Environmental Secretary Michael Krancer blamed equipment failure at a Chesapeake gas well for leaking methane into residential water wells and nearby wetlands on May 19.

In a July 12 letter to the Philadelphia-based Clean Air Council — which had commissioned an earlier methane survey by Gas Safety — Krancer said Chesapeake’s repair work had been successful, resulting in a “substantial decrease” in methane levels in the water wells and wetlands.

“This situation was immediately grasped by the department and DEP immediately responded,” Krancer wrote. “The situation is, and at all times was, under control by DEP. Indeed, at this point in time the situation is for the most part over.”

Two weeks later, Gas Safety returned to Leroy Township for a second survey, this one commissioned by environmental activist Don Williams and Damascus Citizens for Sustainability, an anti-drilling group based in the Poconos.

Among the findings: Methane concentrations as high as 94 percent just below the soil surface; an airborne methane plume covering about 1.6 square miles; and bubbling in Towanda Creek.

Environmental scientist Bryce Payne, who co-authored the Gas Safety report, told the AP that gas drilling in the region is almost certainly responsible for the methane that he and other researchers detected during their July 25 visit, though his research was not intended to trace the gas back to a specific well.

“Though the gas is no longer hissing out of the ground, it is clear that at this point the event and the damage to groundwater and the domestic wells it supplies is certainly not over, and there is no foreseeable end in sight,” he said.

DEP spokesman Kevin Sunday on Friday defended the accuracy of Krancer’s letter.

“The volume of gas coming out of the ground has been reduced substantially,” Sunday said. “As Secretary Krancer pointed out in his letter, a letter that is still entirely accurate and that we stand by, we have an active investigation under way to monitor the situation as it unfolds.”

Chesapeake spokesman Michael Kehs said Friday that “the incident has been successfully addressed and the current situation is temporary. … The surface expressions of methane have dramatically abated and are almost gone.”

Four years into a natural gas-drilling boom in Pennsylvania’s Marcellus Shale rock formation, methane contamination of drinking-water supplies continues to trouble drillers and homeowners, though the state has imposed stricter well-casing standards that are supposed to reduce the incidence of methane migration.

In the Leroy Township case, DEP said methane escaped from the well while Chesapeake was making repairs. The agency determined that four homes were affected.

Leroy Township residents Michael and Nancy Leighton knew they had a problem back in May when water from their well started boiling over the top.

Chesapeake installed a filtration system that removes methane from the well, but the Leightons said they still don’t trust it. The retired couple uses their water to bathe, cook and wash dishes — but not to drink. And DEP is still finding explosive levels of methane in the well’s head space, Michael Leighton said.
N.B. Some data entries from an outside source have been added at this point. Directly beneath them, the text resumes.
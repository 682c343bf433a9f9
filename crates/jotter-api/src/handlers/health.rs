//! Liveness probe.

use axum::Json;
use serde::Serialize;

use crate::envelope::Envelope;

#[derive(Debug, Serialize)]
pub struct HealthStatus {
    pub status: &'static str,
    pub version: &'static str,
}

pub async fn health_check() -> Json<Envelope<HealthStatus>> {
    Json(Envelope::success(HealthStatus {
        status: "healthy",
        version: env!("CARGO_PKG_VERSION"),
    }))
}
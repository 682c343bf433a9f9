//! Error types for jotter.

use thiserror::Error;

/// Result type alias using jotter's Error type.
pub type Result<T> = std::result::Result<T, Error>;

/// Core error type for jotter operations.
///
/// `Validation` and `NotFound` are client-caused; every other variant is an
/// internal failure whose details must not reach the caller.
#[derive(Error, Debug)]
pub enum Error {
    /// Payload failed the shape check
    #[error("{0}")]
    Validation(String),

    /// Referenced note does not exist
    #[error("{0}")]
    NotFound(String),

    /// Storage backend failed
    #[error("Storage error: {0}")]
    Storage(String),

    /// Serialization/deserialization error
    #[error("Serialization error: {0}")]
    Serialization(String),

    /// Configuration error
    #[error("Configuration error: {0}")]
    Config(String),

    /// Internal error
    #[error("Internal error: {0}")]
    Internal(String),

    /// File I/O operation failed
    #[error("I/O error: {0}")]
    Io(#[from] std::io::Error),
}

impl Error {
    /// Whether the failure is attributable to the caller's request.
    pub fn is_client_error(&self) -> bool {
        matches!(self, Error::Validation(_) | Error::NotFound(_))
    }

    /// HTTP-style status code for this error.
    pub fn status_code(&self) -> u16 {
        match self {
            Error::Validation(_) => 400,
            Error::NotFound(_) => 404,
            _ => 500,
        }
    }
}

impl From<serde_json::Error> for Error {
    fn from(e: serde_json::Error) -> Self {
        Error::Serialization(e.to_string())
    }
}

#[cfg(test)]
mod tests {
    use super::*;

    #[test]
    fn test_error_display_validation() {
        let err = Error::Validation("\"body\" is required".to_string());
        assert_eq!(err.to_string(), "\"body\" is required");
    }

    #[test]
    fn test_error_display_not_found() {
        let err = Error::NotFound("Note not found".to_string());
        assert_eq!(err.to_string(), "Note not found");
    }

    #[test]
    fn test_error_display_storage() {
        let err = Error::Storage("disk full".to_string());
        assert_eq!(err.to_string(), "Storage error: disk full");
    }

    #[test]
    fn test_error_display_config() {
        let err = Error::Config("NOTES_STORE must be memory or file".to_string());
        assert_eq!(
            err.to_string(),
            "Configuration error: NOTES_STORE must be memory or file"
        );
    }

    #[test]
    fn test_error_display_internal() {
        let err = Error::Internal("unexpected state".to_string());
        assert_eq!(err.to_string(), "Internal error: unexpected state");
    }

    #[test]
    fn test_client_errors_are_classified() {
        assert!(Error::Validation("x".into()).is_client_error());
        assert!(Error::NotFound("x".into()).is_client_error());
        assert!(!Error::Storage("x".into()).is_client_error());
        assert!(!Error::Internal("x".into()).is_client_error());
    }

    #[test]
    fn test_status_codes() {
        assert_eq!(Error::Validation("x".into()).status_code(), 400);
        assert_eq!(Error::NotFound("x".into()).status_code(), 404);
        assert_eq!(Error::Serialization("x".into()).status_code(), 500);
        let io_err = std::io::Error::new(std::io::ErrorKind::Other, "boom");
        assert_eq!(Error::Io(io_err).status_code(), 500);
    }

    #[test]
    fn test_from_serde_json_error() {
        let json_err = serde_json::from_str::<i32>("not a number").unwrap_err();
        let err: Error = json_err.into();
        match err {
            Error::Serialization(msg) => assert!(!msg.is_empty()),
            _ => panic!("Expected Serialization error"),
        }
    }

    #[test]
    fn test_from_io_error() {
        let io_err = std::io::Error::new(std::io::ErrorKind::PermissionDenied, "access denied");
        let err: Error = io_err.into();
        match err {
            Error::Io(_) => {}
            _ => panic!("Expected Io error"),
        }
    }

    #[test]
    fn test_error_is_send_sync() {
        fn assert_send<T: Send>() {}
        fn assert_sync<T: Sync>() {}

        assert_send::<Error>();
        assert_sync::<Error>();
    }
}
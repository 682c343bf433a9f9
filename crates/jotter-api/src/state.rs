//! Shared application state.

use std::sync::Arc;

use jotter_core::{NoteService, NoteStore, Validator};

/// Application state shared across handlers.
///
/// Handlers reach the store only through `service`.
#[derive(Clone)]
pub struct AppState {
    pub service: NoteService,
    pub validator: Validator,
}

impl AppState {
    pub fn new(store: Arc<dyn NoteStore>) -> Self {
        Self {
            service: NoteService::new(store),
            validator: Validator::new(),
        }
    }
}
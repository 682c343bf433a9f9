//! jotter-api - HTTP API server for jotter

use std::net::SocketAddr;

use jotter_api::{router, telemetry, AppState, ServerConfig, StoreKind};
use tracing::info;

#[tokio::main]
async fn main() -> anyhow::Result<()> {
    dotenvy::dotenv().ok();

    let config = ServerConfig::from_env()?;
    let _file_guard = telemetry::init_tracing(&config.log);

    info!(
        log_format = ?config.log.format,
        log_file = config.log.file.as_deref().unwrap_or("(stdout)"),
        "Logging initialized"
    );

    match &config.store {
        StoreKind::Memory => info!("Using in-memory note store"),
        StoreKind::File(path) => info!(path = %path.display(), "Using file note store"),
    }
    let store = config.open_store().await?;
    let app = router(AppState::new(store), config.max_body_bytes);

    let addr: SocketAddr = format!("{}:{}", config.host, config.port).parse()?;
    info!("Starting server on {}", addr);
    let listener = tokio::net::TcpListener::bind(addr).await?;
    axum::serve(listener, app).await?;

    Ok(())
}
“When is it going to go away? Nobody knows. They have no idea, even the scientists who have been up here,” said his wife. “The DEP is up here at least once a week. They know it’s not over. I don’t know where the secretary got his information from, but they know it’s not over.”

An odorless, colorless, tasteless gas, methane is commonly found in Pennsylvania groundwater. Sources include swamps, landfills, coal mines and gas wells. Methane is not known to be harmful to ingest, but at high concentrations it’s explosive and can lead to asphyxiation.

The Gas Safety report noted an elevated methane level in the air of one of the homes it tested, despite open doors and windows and the presence of a methane treatment system in the basement, “which suggests methane levels may rise further when cool weather returns, doors and windows are closed, and heating systems activated.”